Module 2: Data Coding
Module 2 presents the different techniques to automatically and manually code data in NVivo. We start by autocoding questions from structured interviews so the responses of each question are gathered in one node. Such data sorting, known as broad-brush coding, is very useful when one wants to examine everything that has been said about a question or theme across a dataset. But the analytic task of coding really starts with the creation of categories which may derive from theory or be inductively created from the data. Accordingly, we create a coding scheme where different types of codes co-exist and which capture ideas in text data, video transcripts, audio recordings, pictures, and social media data. The use of relationship nodes is introduced to formalise relationships between codes when working towards hypothesis generation or falsification. Module 2 concludes with mapping the coding process in models and graphs.
Module 3: Data Analysis
Module 3 is concerned with the preparation and the conduct of qualitative data analysis through seeking patterns and identifying relationships across the data. We first set up the case and variable structure from Excel which results in the cases being listed in a case structure with their variables assigned. With the case list set-up, we turn to the NVivo search tool which is time-saver functionality when one wants to quickly locate project items based on their name, creation date, or attribute values. We search for cases that match specific sociodemographics and grouped these in sets so we can later compare what, and how much, was said for specific codes across sets of respondents.

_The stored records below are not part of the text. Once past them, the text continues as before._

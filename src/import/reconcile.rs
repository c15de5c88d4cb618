use std::collections::HashSet;

use serde::Serialize;
use uuid::Uuid;

use crate::database::models::Currency;
use crate::import::row::{map_row, InputRow};
use crate::import::store::ImportStore;

#[derive(Debug, Clone, Copy)]
pub struct ImportOptions {
    pub project_id: Uuid,
    pub update_existing: bool,
    pub dry_run: bool,
}

#[derive(Debug, Clone, Copy, PartialEq, Eq, Serialize)]
#[serde(rename_all = "lowercase")]
pub enum RowAction {
    Created,
    Upserted,
}

#[derive(Debug, Clone, Serialize, PartialEq)]
pub struct RowFailure {
    /// 1-indexed display row number (header line is row 1)
    pub row: usize,
    pub sku: Option<String>,
    pub error: String,
}

#[derive(Debug, Clone, Serialize)]
pub struct BatchResult {
    pub total_rows: usize,
    pub created: usize,
    pub updated: usize,
    pub failures: Vec<RowFailure>,
    pub dry_run: bool,
}

impl BatchResult {
    pub fn errors(&self) -> usize {
        self.failures.len()
    }

    pub fn successes(&self) -> usize {
        self.created + self.updated
    }
}

/// Drive the reconciliation loop over all input rows, in file order.
///
/// Every per-row failure (validation, currency lookup, constraint
/// violation) is recorded against that row and processing continues; only
/// the caller aborts batches, and only before the first row.
pub async fn run_import<S: ImportStore + ?Sized>(
    store: &S,
    rows: &[InputRow],
    default_currency: &Currency,
    opts: &ImportOptions,
) -> BatchResult {
    let mut result = BatchResult {
        total_rows: rows.len(),
        created: 0,
        updated: 0,
        failures: Vec::new(),
        dry_run: opts.dry_run,
    };

    // SKUs created earlier in this batch. The store already reflects them
    // in live mode; in dry-run mode this set is what keeps classification
    // identical to a live run (a later duplicate row must see the earlier
    // create).
    let mut created_this_batch: HashSet<String> = HashSet::new();

    for (index, row) in rows.iter().enumerate() {
        // Row 1 is the header line, data starts at display row 2
        let row_number = index + 2;

        match process_row(store, row, default_currency, opts, &mut created_this_batch).await {
            Ok(RowAction::Created) => result.created += 1,
            Ok(RowAction::Upserted) => result.updated += 1,
            Err(reason) => result.failures.push(RowFailure {
                row: row_number,
                sku: row.get("SKU").map(str::to_string),
                error: reason,
            }),
        }
    }

    result
}

async fn process_row<S: ImportStore + ?Sized>(
    store: &S,
    row: &InputRow,
    default_currency: &Currency,
    opts: &ImportOptions,
    created_this_batch: &mut HashSet<String>,
) -> Result<RowAction, String> {
    let candidate = map_row(row)?;

    // Resolve currency: explicit code if recognized, default otherwise
    let currency_id = match candidate.currency_code.as_deref() {
        Some(code) if code != default_currency.code => {
            match store.find_currency(code).await.map_err(|e| e.to_string())? {
                Some(currency) => currency.id,
                None => default_currency.id,
            }
        }
        _ => default_currency.id,
    };

    let existing = store
        .find_unit(opts.project_id, &candidate.sku)
        .await
        .map_err(|e| e.to_string())?;
    let exists = existing.is_some() || created_this_batch.contains(&candidate.sku);

    if opts.update_existing && exists {
        if !opts.dry_run {
            if let Some(unit_id) = existing {
                store
                    .update_unit(unit_id, currency_id, &candidate)
                    .await
                    .map_err(|e| e.to_string())?;
            }
        }
        return Ok(RowAction::Upserted);
    }

    // A duplicate create would hit the (sku, project_id) unique constraint;
    // surface the same failure in dry-run mode without touching storage.
    if exists && opts.dry_run {
        return Err(crate::import::store::StoreError::DuplicateSku(candidate.sku).to_string());
    }

    if !opts.dry_run {
        store
            .create_unit(opts.project_id, currency_id, &candidate)
            .await
            .map_err(|e| e.to_string())?;
    }
    created_this_batch.insert(candidate.sku);
    Ok(RowAction::Created)
}

#[cfg(test)]
mod tests {
    use super::*;
    use crate::database::models::{UnitStatus, UnitType};
    use crate::import::row::{parse_rows, UnitCandidate, MSG_SKU_PRICE_REQUIRED};
    use crate::import::store::StoreError;
    use async_trait::async_trait;
    use rust_decimal::Decimal;
    use std::collections::HashMap;
    use tokio::sync::Mutex;

    struct StoredUnit {
        id: Uuid,
        candidate: UnitCandidate,
        currency_id: Uuid,
    }

    /// In-memory stand-in for the units and currencies tables
    #[derive(Default)]
    struct MemoryStore {
        currencies: Vec<Currency>,
        units: Mutex<HashMap<(Uuid, String), StoredUnit>>,
    }

    impl MemoryStore {
        fn with_currencies(currencies: Vec<Currency>) -> Self {
            Self { currencies, units: Mutex::new(HashMap::new()) }
        }

        async fn unit_count(&self) -> usize {
            self.units.lock().await.len()
        }

        async fn unit(&self, project_id: Uuid, sku: &str) -> Option<UnitCandidate> {
            self.units
                .lock()
                .await
                .get(&(project_id, sku.to_string()))
                .map(|u| u.candidate.clone())
        }
    }

    #[async_trait]
    impl ImportStore for MemoryStore {
        async fn find_currency(&self, code: &str) -> Result<Option<Currency>, StoreError> {
            Ok(self.currencies.iter().find(|c| c.code == code).cloned())
        }

        async fn find_unit(&self, project_id: Uuid, sku: &str) -> Result<Option<Uuid>, StoreError> {
            Ok(self.units.lock().await.get(&(project_id, sku.to_string())).map(|u| u.id))
        }

        async fn create_unit(
            &self,
            project_id: Uuid,
            currency_id: Uuid,
            candidate: &UnitCandidate,
        ) -> Result<(), StoreError> {
            let mut units = self.units.lock().await;
            let key = (project_id, candidate.sku.clone());
            if units.contains_key(&key) {
                return Err(StoreError::DuplicateSku(candidate.sku.clone()));
            }
            units.insert(
                key,
                StoredUnit { id: Uuid::new_v4(), candidate: candidate.clone(), currency_id },
            );
            Ok(())
        }

        async fn update_unit(
            &self,
            unit_id: Uuid,
            currency_id: Uuid,
            candidate: &UnitCandidate,
        ) -> Result<(), StoreError> {
            let mut units = self.units.lock().await;
            let entry = units
                .values_mut()
                .find(|u| u.id == unit_id)
                .ok_or_else(|| StoreError::Database("unit vanished".into()))?;
            entry.candidate = candidate.clone();
            entry.currency_id = currency_id;
            Ok(())
        }
    }

    fn currency(code: &str, rate: &str) -> Currency {
        Currency {
            id: Uuid::new_v4(),
            code: code.to_string(),
            name: code.to_string(),
            symbol: "$".to_string(),
            decimal_places: 2,
            exchange_rate_to_usd: rate.parse().unwrap(),
            is_active: true,
        }
    }

    fn opts(project_id: Uuid, update_existing: bool, dry_run: bool) -> ImportOptions {
        ImportOptions { project_id, update_existing, dry_run }
    }

    #[tokio::test]
    async fn missing_sku_or_price_reported_and_nothing_written() {
        let store = MemoryStore::default();
        let usd = currency("USD", "1");
        let project = Uuid::new_v4();
        let rows = parse_rows("SKU,Precio\n,100\nA-1,\n").unwrap();

        let result = run_import(&store, &rows, &usd, &opts(project, false, false)).await;

        assert_eq!(result.total_rows, 2);
        assert_eq!(result.created, 0);
        assert_eq!(result.errors(), 2);
        for failure in &result.failures {
            assert_eq!(failure.error, MSG_SKU_PRICE_REQUIRED);
        }
        assert_eq!(store.unit_count().await, 0);
    }

    #[tokio::test]
    async fn row_numbers_are_index_plus_two() {
        let store = MemoryStore::default();
        let usd = currency("USD", "1");
        let rows = parse_rows("SKU,Precio\n,50000\nB-1,100\n,60000\n").unwrap();

        let result = run_import(&store, &rows, &usd, &opts(Uuid::new_v4(), false, false)).await;

        let failed_rows: Vec<usize> = result.failures.iter().map(|f| f.row).collect();
        assert_eq!(failed_rows, vec![2, 4]);
    }

    #[tokio::test]
    async fn mixed_batch_creates_upserts_and_skips_blank_sku() {
        // SKU,Precio / A-1,100000 / ,50000 / A-1,999 with update_existing
        let store = MemoryStore::default();
        let usd = currency("USD", "1");
        let project = Uuid::new_v4();
        let rows = parse_rows("SKU,Precio\nA-1,100000\n,50000\nA-1,999\n").unwrap();

        let result = run_import(&store, &rows, &usd, &opts(project, true, false)).await;

        assert_eq!(result.created, 1);
        assert_eq!(result.updated, 1);
        assert_eq!(result.errors(), 1);
        assert_eq!(result.failures[0].row, 3);
        assert_eq!(result.failures[0].sku, None);

        // The repeat row won: price ends at 999
        let unit = store.unit(project, "A-1").await.unwrap();
        assert_eq!(unit.price, Decimal::from(999));
    }

    #[tokio::test]
    async fn dry_run_counts_match_live_run_and_storage_untouched() {
        let csv = "SKU,Precio\nA-1,100000\n,50000\nA-1,999\nB-7,250\n";
        let usd = currency("USD", "1");
        let project = Uuid::new_v4();
        let rows = parse_rows(csv).unwrap();

        let dry_store = MemoryStore::default();
        let dry = run_import(&dry_store, &rows, &usd, &opts(project, true, true)).await;
        assert_eq!(dry_store.unit_count().await, 0, "dry run must not write");
        assert!(dry.dry_run);

        let live_store = MemoryStore::default();
        let live = run_import(&live_store, &rows, &usd, &opts(project, true, false)).await;

        assert_eq!(dry.created, live.created);
        assert_eq!(dry.updated, live.updated);
        assert_eq!(dry.errors(), live.errors());
        assert_eq!(live_store.unit_count().await, 2);
    }

    #[tokio::test]
    async fn dry_run_duplicate_create_classified_as_failure_like_live() {
        let csv = "SKU,Precio\nA-1,100\nA-1,200\n";
        let usd = currency("USD", "1");
        let project = Uuid::new_v4();
        let rows = parse_rows(csv).unwrap();

        let live_store = MemoryStore::default();
        let live = run_import(&live_store, &rows, &usd, &opts(project, false, false)).await;
        assert_eq!(live.created, 1);
        assert_eq!(live.errors(), 1);

        let dry_store = MemoryStore::default();
        let dry = run_import(&dry_store, &rows, &usd, &opts(project, false, true)).await;
        assert_eq!(dry.created, live.created);
        assert_eq!(dry.errors(), live.errors());
        assert_eq!(dry.failures[0].error, live.failures[0].error);
    }

    #[tokio::test]
    async fn second_import_with_update_existing_is_all_updates() {
        let csv = "SKU,Precio\nA-1,100\nA-2,200\nA-3,300\n";
        let store = MemoryStore::default();
        let usd = currency("USD", "1");
        let project = Uuid::new_v4();
        let rows = parse_rows(csv).unwrap();

        let first = run_import(&store, &rows, &usd, &opts(project, true, false)).await;
        assert_eq!(first.created, 3);
        assert_eq!(first.updated, 0);

        let second = run_import(&store, &rows, &usd, &opts(project, true, false)).await;
        assert_eq!(second.created, 0);
        assert_eq!(second.updated, 3);
        assert_eq!(second.errors(), 0);
        assert_eq!(store.unit_count().await, 3);
    }

    #[tokio::test]
    async fn duplicate_create_without_update_existing_fails_that_row_only() {
        let store = MemoryStore::default();
        let usd = currency("USD", "1");
        let project = Uuid::new_v4();
        let rows = parse_rows("SKU,Precio\nA-1,100\nA-1,200\nB-2,300\n").unwrap();

        let result = run_import(&store, &rows, &usd, &opts(project, false, false)).await;

        assert_eq!(result.created, 2);
        assert_eq!(result.errors(), 1);
        assert_eq!(result.failures[0].row, 3);
        assert!(result.failures[0].error.contains("A-1"));
        // First row's value survives
        let unit = store.unit(project, "A-1").await.unwrap();
        assert_eq!(unit.price, Decimal::from(100));
    }

    #[tokio::test]
    async fn currency_resolution_with_fallback_to_default() {
        let usd = currency("USD", "1");
        let clp = currency("CLP", "950");
        let clp_id = clp.id;
        let usd_id = usd.id;
        let store = MemoryStore::with_currencies(vec![usd.clone(), clp]);
        let project = Uuid::new_v4();

        let csv = "SKU,Precio,Moneda\nA-1,100,clp\nA-2,200,XXX\nA-3,300,\n";
        let rows = parse_rows(csv).unwrap();
        let result = run_import(&store, &rows, &usd, &opts(project, false, false)).await;
        assert_eq!(result.created, 3);

        let units = store.units.lock().await;
        let by_sku: HashMap<&str, &StoredUnit> =
            units.values().map(|u| (u.candidate.sku.as_str(), u)).collect();
        assert_eq!(by_sku["A-1"].currency_id, clp_id, "recognized code resolves");
        assert_eq!(by_sku["A-2"].currency_id, usd_id, "unknown code falls back");
        assert_eq!(by_sku["A-3"].currency_id, usd_id, "absent code falls back");
    }

    #[tokio::test]
    async fn enum_defaults_applied_during_import() {
        let store = MemoryStore::default();
        let usd = currency("USD", "1");
        let project = Uuid::new_v4();
        let csv = "SKU,Precio,Tipo,Estado\nA-1,100,DEPARTAMENTO,VENDIDO\nA-2,200,,\n";
        let rows = parse_rows(csv).unwrap();

        run_import(&store, &rows, &usd, &opts(project, false, false)).await;

        let a1 = store.unit(project, "A-1").await.unwrap();
        assert_eq!(a1.unit_type, UnitType::Apartment);
        assert_eq!(a1.status, UnitStatus::Sold);
        let a2 = store.unit(project, "A-2").await.unwrap();
        assert_eq!(a2.unit_type, UnitType::Apartment);
        assert_eq!(a2.status, UnitStatus::Available);
    }
}
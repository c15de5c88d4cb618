// handlers/protected/utils.rs - shared pagination and parsing helpers

use serde::{Deserialize, Serialize};

use crate::config;

#[derive(Debug, Default, Deserialize)]
pub struct PageQuery {
    pub page: Option<u32>,
    pub limit: Option<u32>,
}

impl PageQuery {
    /// Resolve page/limit against configured defaults and caps.
    /// Returns (limit, offset, page), 1-indexed pages.
    pub fn resolve(&self) -> (i64, i64, u32) {
        let api = &config::config().api;
        let page = self.page.unwrap_or(1).max(1);
        let limit = self
            .limit
            .map(i64::from)
            .unwrap_or(api.default_page_size)
            .clamp(1, api.max_page_size);
        let offset = (page as i64 - 1) * limit;
        (limit, offset, page)
    }
}

#[derive(Debug, Serialize)]
pub struct Paginated<T: Serialize> {
    pub items: Vec<T>,
    pub total: i64,
    pub page: u32,
    pub limit: i64,
    pub total_pages: i64,
}

impl<T: Serialize> Paginated<T> {
    pub fn new(items: Vec<T>, total: i64, page: u32, limit: i64) -> Self {
        let total_pages = if total == 0 { 0 } else { (total + limit - 1) / limit };
        Self { items, total, page, limit, total_pages }
    }
}
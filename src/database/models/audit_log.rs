use chrono::{DateTime, Utc};
use serde::{Deserialize, Serialize};
use serde_json::Value;
use sqlx::FromRow;
use uuid::Uuid;

#[derive(Debug, Clone, Serialize, Deserialize, FromRow)]
pub struct AuditLog {
    pub id: Uuid,
    pub action: String,
    pub entity_type: String,
    pub entity_id: Option<Uuid>,
    pub old_values: Option<Value>,
    pub new_values: Option<Value>,
    pub metadata: Option<Value>,
    pub user_id: Uuid,
    pub organization_id: Uuid,
    pub project_id: Option<Uuid>,
    pub created_at: DateTime<Utc>,
}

We then move on with coding-based queries which retrieve data based on patterns of codes co-occurrence, proximity, sequence, or exclusion. We first run coding queries that search for data coded at some nodes but only when mentioned by respondents of a given profile. For cross-case analysis, we run matrix queries which cross-tabulate cases with codes and we interpret the results using different numerical readings: coding density, number of cases, relative percentage, etc. Our interpretation is recorded in memos and is linked back to theory. Module 3 concludes with running group query to find out association between items across the data.
Module 4: Data Visualisation
Module 4 proposes different graphic displays to effectively communicate one’s research findings. We first discuss the rationales for choosing certain displays against others. We learn how to generate models, charts, graphs, dendograms, and maps. Moving on to building a solid audit trail to back up results and substantiate one’s claims, we learn how to export results out of NVivo so these can be used in Word, Excel, and PowerPoint.
The usefulness of generating nodes summary reports, which provide detailed synthesis of the scope of a node in a project, is also covered. When working with colleagues who don’t use NVivo, the possibility to export project data in mini websites using HTML files is presented. Module 4 concludes with the ABC of coordinating team work with a particular emphasis on the golden rules for successful data management, splitting and merging project files in a master project, and the measurement of intercoder reliability.